▸ **Task requirements**
Take every line from the listing below that contains "StrokeKind".

▸ **Supplied material**
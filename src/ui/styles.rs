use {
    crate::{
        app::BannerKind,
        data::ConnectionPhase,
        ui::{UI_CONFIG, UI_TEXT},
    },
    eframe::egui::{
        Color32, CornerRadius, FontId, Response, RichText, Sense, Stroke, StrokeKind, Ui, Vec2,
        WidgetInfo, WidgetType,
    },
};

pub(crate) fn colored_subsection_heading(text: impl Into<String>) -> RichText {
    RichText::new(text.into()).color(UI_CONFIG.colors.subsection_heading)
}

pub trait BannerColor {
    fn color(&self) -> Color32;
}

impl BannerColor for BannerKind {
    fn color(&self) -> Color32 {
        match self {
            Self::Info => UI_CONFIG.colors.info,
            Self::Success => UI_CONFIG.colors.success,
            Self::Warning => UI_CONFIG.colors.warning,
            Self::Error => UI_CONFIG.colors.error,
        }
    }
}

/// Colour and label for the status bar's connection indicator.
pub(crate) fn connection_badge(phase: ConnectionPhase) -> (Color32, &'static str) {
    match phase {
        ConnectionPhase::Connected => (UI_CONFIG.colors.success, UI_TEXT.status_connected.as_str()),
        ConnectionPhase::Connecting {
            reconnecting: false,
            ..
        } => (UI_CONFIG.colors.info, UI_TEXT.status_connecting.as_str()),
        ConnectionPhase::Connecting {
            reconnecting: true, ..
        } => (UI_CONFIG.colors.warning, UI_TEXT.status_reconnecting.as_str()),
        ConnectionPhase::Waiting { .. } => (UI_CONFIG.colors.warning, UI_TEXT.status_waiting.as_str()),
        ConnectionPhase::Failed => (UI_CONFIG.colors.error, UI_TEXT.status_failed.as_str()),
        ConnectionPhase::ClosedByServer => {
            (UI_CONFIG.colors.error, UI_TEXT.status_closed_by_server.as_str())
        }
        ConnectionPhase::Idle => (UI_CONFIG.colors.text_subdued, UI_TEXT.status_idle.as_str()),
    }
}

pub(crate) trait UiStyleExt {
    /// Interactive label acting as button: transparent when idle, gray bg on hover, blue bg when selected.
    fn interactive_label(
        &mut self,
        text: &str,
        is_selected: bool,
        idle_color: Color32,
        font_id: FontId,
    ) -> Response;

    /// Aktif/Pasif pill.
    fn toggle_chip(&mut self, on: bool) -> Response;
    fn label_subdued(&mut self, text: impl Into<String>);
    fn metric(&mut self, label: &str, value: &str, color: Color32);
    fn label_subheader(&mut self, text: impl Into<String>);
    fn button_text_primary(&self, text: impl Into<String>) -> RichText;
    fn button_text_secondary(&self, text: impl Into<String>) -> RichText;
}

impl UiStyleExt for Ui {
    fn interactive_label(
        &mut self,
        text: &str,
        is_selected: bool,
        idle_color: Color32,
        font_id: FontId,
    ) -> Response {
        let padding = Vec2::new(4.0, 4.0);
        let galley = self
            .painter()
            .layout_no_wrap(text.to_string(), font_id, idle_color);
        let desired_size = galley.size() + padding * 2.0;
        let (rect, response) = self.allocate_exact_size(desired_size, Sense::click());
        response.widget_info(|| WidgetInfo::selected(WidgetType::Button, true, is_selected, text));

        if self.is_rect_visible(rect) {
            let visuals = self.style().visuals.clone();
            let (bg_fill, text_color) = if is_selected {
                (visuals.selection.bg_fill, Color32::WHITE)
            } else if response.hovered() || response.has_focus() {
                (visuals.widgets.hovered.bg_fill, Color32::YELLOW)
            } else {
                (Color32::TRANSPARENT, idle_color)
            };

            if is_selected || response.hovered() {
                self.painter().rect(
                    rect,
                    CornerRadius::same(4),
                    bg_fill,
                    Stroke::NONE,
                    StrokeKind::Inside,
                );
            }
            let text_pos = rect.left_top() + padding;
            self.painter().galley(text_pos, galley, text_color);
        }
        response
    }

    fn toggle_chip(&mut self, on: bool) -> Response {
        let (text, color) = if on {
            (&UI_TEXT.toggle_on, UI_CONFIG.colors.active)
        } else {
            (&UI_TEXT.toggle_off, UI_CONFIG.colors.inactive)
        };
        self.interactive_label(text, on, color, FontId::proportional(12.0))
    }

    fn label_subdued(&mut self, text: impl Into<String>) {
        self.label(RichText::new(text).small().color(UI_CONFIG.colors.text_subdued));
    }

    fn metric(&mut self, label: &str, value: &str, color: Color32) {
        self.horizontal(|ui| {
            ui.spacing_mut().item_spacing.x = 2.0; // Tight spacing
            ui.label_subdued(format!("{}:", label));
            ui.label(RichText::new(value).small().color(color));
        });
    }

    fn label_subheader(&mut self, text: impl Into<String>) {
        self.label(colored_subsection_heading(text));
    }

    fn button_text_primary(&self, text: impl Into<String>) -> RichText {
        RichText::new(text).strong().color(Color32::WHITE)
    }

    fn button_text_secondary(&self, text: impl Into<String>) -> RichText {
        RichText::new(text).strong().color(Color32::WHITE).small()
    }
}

▸ **Your solution**
        Color32, CornerRadius, FontId, Response, RichText, Sense, Stroke, StrokeKind, Ui, Vec2,
                    StrokeKind::Inside,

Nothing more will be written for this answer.